1 · Problem Statement

An Intermodal Operations Hub (IO Hub) moves containers and trailers across the country using rail for the long haul and trucks for first/last mile. Every day, thousands of containers, chassis, and railcars flow through dozens of terminals — gating in, sitting in the yard, mounting onto trains, traveling, and gating out again.

The operation is reactive. Teams find out a yard is full after it is full, learn a gate is congested while trucks are already queued, and discover a chassis shortage when a driver is already waiting. There is rich event data, but it is not yet turned into foresight.

In plain words

We have a detailed minute-by-minute diary of every container's movements, but no one has used that diary to see a few hours into the future — so the yard, the gate, and the equipment are all managed by reacting instead of planning.

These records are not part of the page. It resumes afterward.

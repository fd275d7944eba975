use super::packet::{dns_payload, is_supported_link_type};
use super::pcap::PcapReader;
use dns_reputation_application::ports::{DomainSource, Extraction};
use dns_reputation_domain::{CaptureStats, DomainError};
use hickory_proto::op::Message;
use std::fs::File;
use std::io::BufReader;
use std::path::{Path, PathBuf};
use tokio_util::sync::CancellationToken;
use tracing::{debug, info, warn};

const PROGRESS_EVERY_PACKETS: u64 = 50;

/// Pulls every DNS question name out of a libpcap capture.
///
/// Queries and responses on UDP port 53 are decoded; each question name is
/// emitted as written on the wire, duplicates included. Undecodable DNS
/// payloads are counted as errors and skipped. A truncated file ends the
/// extraction with what was read so far.
pub struct PcapDomainSource {
    path: PathBuf,
}

impl PcapDomainSource {
    pub fn new(path: impl Into<PathBuf>) -> Self {
        Self { path: path.into() }
    }

    pub fn path(&self) -> &Path {
        &self.path
    }
}

impl DomainSource for PcapDomainSource {
    fn extract(&self, cancel: &CancellationToken) -> Result<Extraction, DomainError> {
        let file = File::open(&self.path).map_err(|e| {
            DomainError::IoError(format!("cannot open {}: {}", self.path.display(), e))
        })?;
        let mut reader = PcapReader::new(BufReader::new(file))?;

        let link_type = reader.link_type();
        if !is_supported_link_type(link_type) {
            return Err(DomainError::UnsupportedLinkType(link_type));
        }

        info!(
            path = %self.path.display(),
            link_type,
            nanosecond = reader.is_nanosecond(),
            "Extracting domains from capture"
        );

        let mut stats = CaptureStats::default();
        let mut domains = Vec::new();
        let mut frame = Vec::with_capacity(2048);

        loop {
            if cancel.is_cancelled() {
                stats.interrupted = true;
                warn!(packets = stats.packets, "Capture extraction interrupted");
                break;
            }

            match reader.next_packet(&mut frame) {
                Ok(true) => {}
                Ok(false) => break,
                Err(DomainError::InvalidCapture(reason)) => {
                    stats.errors += 1;
                    warn!(reason = %reason, packets = stats.packets, "Capture ends with a damaged record");
                    break;
                }
                Err(e) => return Err(e),
            }

            stats.packets += 1;
            if stats.packets % PROGRESS_EVERY_PACKETS == 0 {
                debug!(
                    packets = stats.packets,
                    dns_messages = stats.dns_messages,
                    domains = stats.domains,
                    "Capture progress"
                );
            }

            let Some(payload) = dns_payload(link_type, &frame) else {
                continue;
            };

            match Message::from_vec(payload) {
                Ok(message) => {
                    stats.dns_messages += 1;
                    for query in message.queries() {
                        let name = query.name().to_utf8();
                        if name.is_empty() || name == "." {
                            continue;
                        }
                        stats.domains += 1;
                        domains.push(name);
                    }
                }
                Err(e) => {
                    stats.errors += 1;
                    debug!(packet = stats.packets, error = %e, "Skipping undecodable DNS payload");
                }
            }
        }

        info!(
            packets = stats.packets,
            dns_messages = stats.dns_messages,
            domains = stats.domains,
            errors = stats.errors,
            "Capture extraction finished"
        );

        Ok(Extraction { domains, stats })
    }

    fn describe(&self) -> String {
        format!("pcap:{}", self.path.display())
    }
}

The core problem: we cannot reliably answer simple forward-looking questions such as —

  • “How full will Terminal X's yard be in 6 hours? Will it breach capacity?”
  • “How many trucks will hit the gate in the next 1–3 hours?”
  • “Which containers are sitting too long (dwell), and which equipment is idle or bad-ordered?”
  • “Will we have enough empties / chassis / railcars where and when they're needed?”

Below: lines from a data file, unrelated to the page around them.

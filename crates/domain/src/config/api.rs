use serde::{Deserialize, Serialize};
use std::time::Duration;

use super::ConfigError;

/// Remote reputation service configuration
///
/// Endpoint and credentials are never compiled in: `base_url` must be set in
/// the config file (or `--base-url`) and the token may come from the
/// `DNS_REPUTATION_API_TOKEN` environment variable.
#[derive(Debug, Clone, Deserialize, Serialize)]
pub struct ApiConfig {
    /// Lookup URL prefix; the domain is appended as the last path segment
    #[serde(default)]
    pub base_url: String,

    /// Header carrying the credential (default: "Authorization")
    #[serde(default = "default_auth_header")]
    pub auth_header: String,

    /// Credential value, sent verbatim in `auth_header`
    #[serde(default)]
    pub auth_token: Option<String>,

    /// Hard timeout for a single attempt, in milliseconds
    #[serde(default = "default_attempt_timeout_ms")]
    pub attempt_timeout_ms: u64,

    /// Connection establishment timeout, in milliseconds
    #[serde(default = "default_connect_timeout_ms")]
    pub connect_timeout_ms: u64,

    /// Total attempts per domain for transport, timeout and status failures
    #[serde(default = "default_max_retries")]
    pub max_retries: u32,

    /// Cooldown after a "too many requests" answer without a Retry-After hint
    #[serde(default = "default_rate_limit_cooldown_secs")]
    pub rate_limit_cooldown_secs: u64,

    /// Cooldown retries allowed per domain before giving up as rate limited.
    /// These do not consume `max_retries`.
    #[serde(default = "default_max_rate_limit_retries")]
    pub max_rate_limit_retries: u32,

    #[serde(default)]
    pub backoff: BackoffConfig,
}

impl ApiConfig {
    pub fn attempt_timeout(&self) -> Duration {
        Duration::from_millis(self.attempt_timeout_ms)
    }

    pub fn connect_timeout(&self) -> Duration {
        Duration::from_millis(self.connect_timeout_ms)
    }

    pub fn rate_limit_cooldown(&self) -> Duration {
        Duration::from_secs(self.rate_limit_cooldown_secs)
    }

    pub fn validate(&self) -> Result<(), ConfigError> {
        if self.base_url.trim().is_empty() {
            return Err(ConfigError::Missing("api.base_url"));
        }
        if !self.base_url.starts_with("http://") && !self.base_url.starts_with("https://") {
            return Err(ConfigError::invalid(
                "api.base_url",
                "URL must start with http:// or https://",
            ));
        }
        if self.auth_header.trim().is_empty() {
            return Err(ConfigError::invalid("api.auth_header", "cannot be empty"));
        }
        if self.attempt_timeout_ms == 0 {
            return Err(ConfigError::invalid(
                "api.attempt_timeout_ms",
                "must be greater than zero",
            ));
        }
        if self.max_retries == 0 {
            return Err(ConfigError::invalid(
                "api.max_retries",
                "at least one attempt is required",
            ));
        }
        self.backoff.validate()
    }
}

impl Default for ApiConfig {
    fn default() -> Self {
        Self {
            base_url: String::new(),
            auth_header: default_auth_header(),
            auth_token: None,
            attempt_timeout_ms: default_attempt_timeout_ms(),
            connect_timeout_ms: default_connect_timeout_ms(),
            max_retries: default_max_retries(),
            rate_limit_cooldown_secs: default_rate_limit_cooldown_secs(),
            max_rate_limit_retries: default_max_rate_limit_retries(),
            backoff: BackoffConfig::default(),
        }
    }
}

#[derive(Debug, Clone, Copy, Default, PartialEq, Eq, Deserialize, Serialize)]
#[serde(rename_all = "lowercase")]
pub enum BackoffStrategy {
    Fixed,
    #[default]
    Exponential,
}

/// Delay between failed attempts
#[derive(Debug, Clone, Deserialize, Serialize)]
pub struct BackoffConfig {
    #[serde(default)]
    pub strategy: BackoffStrategy,

    /// Fixed delay, or the first delay of the exponential sequence
    #[serde(default = "default_base_delay_ms")]
    pub base_delay_ms: u64,

    /// Upper bound for exponential delays
    #[serde(default = "default_max_delay_ms")]
    pub max_delay_ms: u64,

    /// Randomize each delay within [50%, 100%] of its nominal value
    #[serde(default = "default_jitter")]
    pub jitter: bool,
}

impl BackoffConfig {
    pub fn validate(&self) -> Result<(), ConfigError> {
        if self.max_delay_ms < self.base_delay_ms {
            return Err(ConfigError::invalid(
                "api.backoff.max_delay_ms",
                format!(
                    "{} is lower than base_delay_ms ({})",
                    self.max_delay_ms, self.base_delay_ms
                ),
            ));
        }
        Ok(())
    }
}

impl Default for BackoffConfig {
    fn default() -> Self {
        Self {
            strategy: BackoffStrategy::default(),
            base_delay_ms: default_base_delay_ms(),
            max_delay_ms: default_max_delay_ms(),
            jitter: default_jitter(),
        }
    }
}

fn default_auth_header() -> String {
    "Authorization".to_string()
}

fn default_attempt_timeout_ms() -> u64 {
    5000
}

fn default_connect_timeout_ms() -> u64 {
    3000
}

fn default_max_retries() -> u32 {
    3
}

fn default_rate_limit_cooldown_secs() -> u64 {
    15
}

fn default_max_rate_limit_retries() -> u32 {
    5
}

fn default_base_delay_ms() -> u64 {
    500
}

fn default_max_delay_ms() -> u64 {
    8000
}

fn default_jitter() -> bool {
    true
}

2 · What We're Trying to Achieve

Turn the existing equipmentActivityReported event stream into predictive, actionable insight — moving the operation from reactive to proactive.

See ahead
Forecast yard fill, gate flow & dwell hours in advance
Prevent
Flag congestion & shortages before they bite
Optimize
Plan space, staffing, lanes & equipment reuse
Answer
Let users ask plain-English questions of the data

Scope of THIS document

This is the problem & source brief. It establishes the business, the operations, the use cases, and exactly what the source data contains. The solution (data pipeline, models, forecasts) is discussed separately.

3 · The Business — Intermodal 101

Intermodal transportation moves freight using more than one mode — primarily rail (long-haul) and truck (first/last mile) — without handling the freight itself when switching modes, because it stays inside the same container.

Core assets

Containers (CSXU / UMAX …) Chassis (wheeled platforms) Railcars & Trains

The primary objective (verbatim from the business doc)

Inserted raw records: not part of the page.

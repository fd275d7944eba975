use crate::ports::{ReputationPayload, ReputationService, ServiceError};
use crate::services::{Backoff, RateLimiter};
use dns_reputation_domain::config::ApiConfig;
use dns_reputation_domain::{
    AttemptError, Domain, LookupErrorKind, LookupFailure, LookupResult, LookupStats, LookupSuccess,
};
use std::sync::atomic::{AtomicU64, Ordering};
use std::sync::Arc;
use std::time::Duration;
use tokio::time::Instant;
use tokio_util::sync::CancellationToken;
use tracing::{debug, instrument, warn};

/// Retry, timeout and throttling policy for one lookup.
#[derive(Debug, Clone, PartialEq)]
pub struct LookupPolicy {
    /// Hard limit on a single attempt.
    pub attempt_timeout: Duration,
    /// Total attempts for transport, timeout and status failures.
    pub max_retries: u32,
    /// Sleep after a throttling answer that carries no Retry-After hint.
    pub rate_limit_cooldown: Duration,
    /// Throttling answers tolerated per lookup before giving up.
    pub max_rate_limit_retries: u32,
    pub backoff: Backoff,
}

impl LookupPolicy {
    pub fn from_config(config: &ApiConfig) -> Self {
        Self {
            attempt_timeout: config.attempt_timeout(),
            max_retries: config.max_retries.max(1),
            rate_limit_cooldown: config.rate_limit_cooldown(),
            max_rate_limit_retries: config.max_rate_limit_retries,
            backoff: Backoff::from_config(&config.backoff),
        }
    }

    pub fn with_attempt_timeout(mut self, timeout: Duration) -> Self {
        self.attempt_timeout = timeout;
        self
    }

    pub fn with_max_retries(mut self, max_retries: u32) -> Self {
        self.max_retries = max_retries.max(1);
        self
    }

    pub fn with_backoff(mut self, backoff: Backoff) -> Self {
        self.backoff = backoff;
        self
    }

    pub fn with_rate_limit(mut self, cooldown: Duration, max_retries: u32) -> Self {
        self.rate_limit_cooldown = cooldown;
        self.max_rate_limit_retries = max_retries;
        self
    }
}

impl Default for LookupPolicy {
    fn default() -> Self {
        Self::from_config(&ApiConfig::default())
    }
}

/// Outcome of one attempt, before it is folded into the lookup state.
enum Attempt {
    Done(Result<ReputationPayload, ServiceError>, Duration),
    TimedOut,
}

/// Resolves one domain's reputation against the remote service.
///
/// Every attempt first takes a slot from the shared [`RateLimiter`] and is
/// bounded by the policy's attempt timeout. Throttling answers from the
/// service are retried after a cooldown without consuming an attempt, up to
/// their own ceiling.
pub struct LookupClient {
    service: Arc<dyn ReputationService>,
    limiter: Arc<RateLimiter>,
    policy: LookupPolicy,
    remote_calls: AtomicU64,
    throttled: AtomicU64,
    retries: AtomicU64,
}

impl LookupClient {
    pub fn new(
        service: Arc<dyn ReputationService>,
        limiter: Arc<RateLimiter>,
        policy: LookupPolicy,
    ) -> Self {
        Self {
            service,
            limiter,
            policy,
            remote_calls: AtomicU64::new(0),
            throttled: AtomicU64::new(0),
            retries: AtomicU64::new(0),
        }
    }

    pub fn policy(&self) -> &LookupPolicy {
        &self.policy
    }

    pub fn limiter(&self) -> &Arc<RateLimiter> {
        &self.limiter
    }

    pub fn stats(&self) -> LookupStats {
        LookupStats {
            remote_calls: self.remote_calls.load(Ordering::Relaxed),
            throttled_responses: self.throttled.load(Ordering::Relaxed),
            retries: self.retries.load(Ordering::Relaxed),
        }
    }

    /// Look `domain` up with the client's configured policy.
    pub async fn lookup(&self, domain: &Domain, cancel: &CancellationToken) -> LookupResult {
        self.lookup_with(domain, &self.policy, cancel).await
    }

    /// Look `domain` up with an explicit policy. Never fails: every error
    /// ends up as a [`LookupResult::Failure`].
    #[instrument(skip(self, policy, cancel), fields(service = self.service.name()))]
    pub async fn lookup_with(
        &self,
        domain: &Domain,
        policy: &LookupPolicy,
        cancel: &CancellationToken,
    ) -> LookupResult {
        let max_attempts = policy.max_retries.max(1);
        let mut attempts: u32 = 0;
        let mut throttled: u32 = 0;
        let mut last_error: Option<AttemptError> = None;
        let mut last_timed_out = false;
        let mut last_response_time: Option<Duration> = None;

        loop {
            if self.limiter.wait(cancel).await.is_err() {
                return self.cancelled(domain, attempts, last_error);
            }

            let attempt = tokio::select! {
                biased;
                _ = cancel.cancelled() => {
                    return self.cancelled(domain, attempts, last_error);
                }
                attempt = self.attempt(domain, policy.attempt_timeout) => attempt,
            };

            let error = match attempt {
                Attempt::Done(Ok(payload), elapsed) => {
                    debug!(
                        domain = %domain,
                        score = payload.score,
                        attempt = attempts + 1,
                        elapsed_ms = elapsed.as_millis() as u64,
                        "Reputation lookup succeeded"
                    );
                    return LookupSuccess::new(
                        domain.clone(),
                        payload.score,
                        payload.categories,
                        elapsed,
                    )
                    .into();
                }
                Attempt::Done(Err(ServiceError::RateLimited { retry_after }), elapsed) => {
                    self.throttled.fetch_add(1, Ordering::Relaxed);
                    throttled += 1;
                    if throttled > policy.max_rate_limit_retries {
                        warn!(
                            domain = %domain,
                            throttled,
                            "Remote service kept throttling, giving up"
                        );
                        return LookupFailure::new(domain.clone(), LookupErrorKind::RateLimited)
                            .with_last_error(AttemptError::new(
                                LookupErrorKind::RateLimited,
                                "remote service is throttling requests",
                            ))
                            .with_attempts(attempts)
                            .with_response_time(Some(elapsed))
                            .into();
                    }

                    let cooldown = retry_after.unwrap_or(policy.rate_limit_cooldown);
                    warn!(
                        domain = %domain,
                        cooldown_ms = cooldown.as_millis() as u64,
                        throttled,
                        "Remote service throttled the request, cooling down"
                    );
                    if !sleep_or_cancel(cooldown, cancel).await {
                        return self.cancelled(domain, attempts, last_error);
                    }
                    continue;
                }
                Attempt::Done(Err(e), elapsed) => {
                    last_timed_out = false;
                    last_response_time = Some(elapsed);
                    AttemptError::new(e.kind(), e.to_string())
                }
                Attempt::TimedOut => {
                    last_timed_out = true;
                    last_response_time = None;
                    AttemptError::new(
                        LookupErrorKind::Timeout,
                        format!(
                            "no response within {} ms",
                            policy.attempt_timeout.as_millis()
                        ),
                    )
                }
            };

            attempts += 1;
            debug!(
                domain = %domain,
                attempt = attempts,
                max_attempts,
                error = %error,
                "Reputation lookup attempt failed"
            );
            last_error = Some(error);

            if attempts >= max_attempts {
                break;
            }

            self.retries.fetch_add(1, Ordering::Relaxed);
            let delay = policy.backoff.delay_for(attempts);
            if !sleep_or_cancel(delay, cancel).await {
                return self.cancelled(domain, attempts, last_error);
            }
        }

        let kind = if last_timed_out {
            LookupErrorKind::Timeout
        } else {
            LookupErrorKind::RetriesExhausted
        };
        warn!(
            domain = %domain,
            attempts,
            kind = kind.as_str(),
            "Reputation lookup failed"
        );

        let mut failure = LookupFailure::new(domain.clone(), kind)
            .with_attempts(attempts)
            .with_response_time(last_response_time);
        failure.last_error = last_error;
        failure.into()
    }

    async fn attempt(&self, domain: &Domain, timeout: Duration) -> Attempt {
        self.remote_calls.fetch_add(1, Ordering::Relaxed);
        let started = Instant::now();
        match tokio::time::timeout(timeout, self.service.query(domain)).await {
            Ok(result) => Attempt::Done(result, started.elapsed()),
            Err(_) => Attempt::TimedOut,
        }
    }

    fn cancelled(
        &self,
        domain: &Domain,
        attempts: u32,
        last_error: Option<AttemptError>,
    ) -> LookupResult {
        debug!(domain = %domain, attempts, "Reputation lookup cancelled");
        let mut failure = LookupFailure::cancelled(domain.clone()).with_attempts(attempts);
        failure.last_error = last_error;
        failure.into()
    }
}

/// Returns false if `cancel` fired before `delay` elapsed.
async fn sleep_or_cancel(delay: Duration, cancel: &CancellationToken) -> bool {
    if delay.is_zero() {
        return !cancel.is_cancelled();
    }
    tokio::select! {
        biased;
        _ = cancel.cancelled() => false,
        _ = tokio::time::sleep(delay) => true,
    }
}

“Ensure the right equipment (containers + chassis) is available at the right terminal, at the right time, to meet customer demand while optimizing cost and utilization.”

End-to-end flow of a container

1
Container request
Reservation / booking is placed.
2
Empty positioning
Empty container staged at the terminal.
3
Gate-In
Container enters the terminal by truck → added to yard inventory.
4
Loading to train
Container moved from yard, mounted/lifted onto a railcar.
5
Train movement
Loaded train travels enroute between terminals.
6
Train arrival & unload
Containers removed from railcars into the yard/chassis.
7
Gate-Out
Customer/driver picks up → inventory reduced.
8
Reuse / reposition
Container is reused or repositioned for the next cycle.

Container states

StateMeaning
EmptyAvailable for booking
LoadedCarrying a customer shipment
Mounted EmptyEmpty container on a chassis (ready)
Mounted LoadLoaded container on a chassis
GroundedNot on a chassis (stacked/stored)

Business tension: too many mounted empties = wasted cost; too few = service delay. Grounded = storage; Mounted = readiness.

4 · Terminal Operations

A terminal's day revolves around three things: the gate (entry/exit), the yard (storage), and the train (load/unload). These are exactly the flows our data captures.

Gate operations — the inventory valve

Gate-In
Truck brings a unit in → validated → sent to yard or direct-load. Adds to inventory.
Gate-Out
Driver picks up → mounted or grounded lift → leaves. Reduces inventory.

The single most important equation

Net Inventory = Gate-In − Gate-Out  (plus train arrivals − train departures). This is what drives yard capacity, demand planning, and repositioning decisions.

Yard, chassis & train

  • Yard: arrival → storage → assignment to a booking → mount/lift → load or gate-out.
  • Chassis: bare → mounted → used → returned → reused. Availability directly limits pickups.
  • Load to train: reservations set demand; units staged & lifted; track Units Loaded vs Left-to-Load.
  • Train unload: arrivals removed into yard/chassis → feeds the next demand cycle.
  • Enroute: loads & empties already moving between terminals.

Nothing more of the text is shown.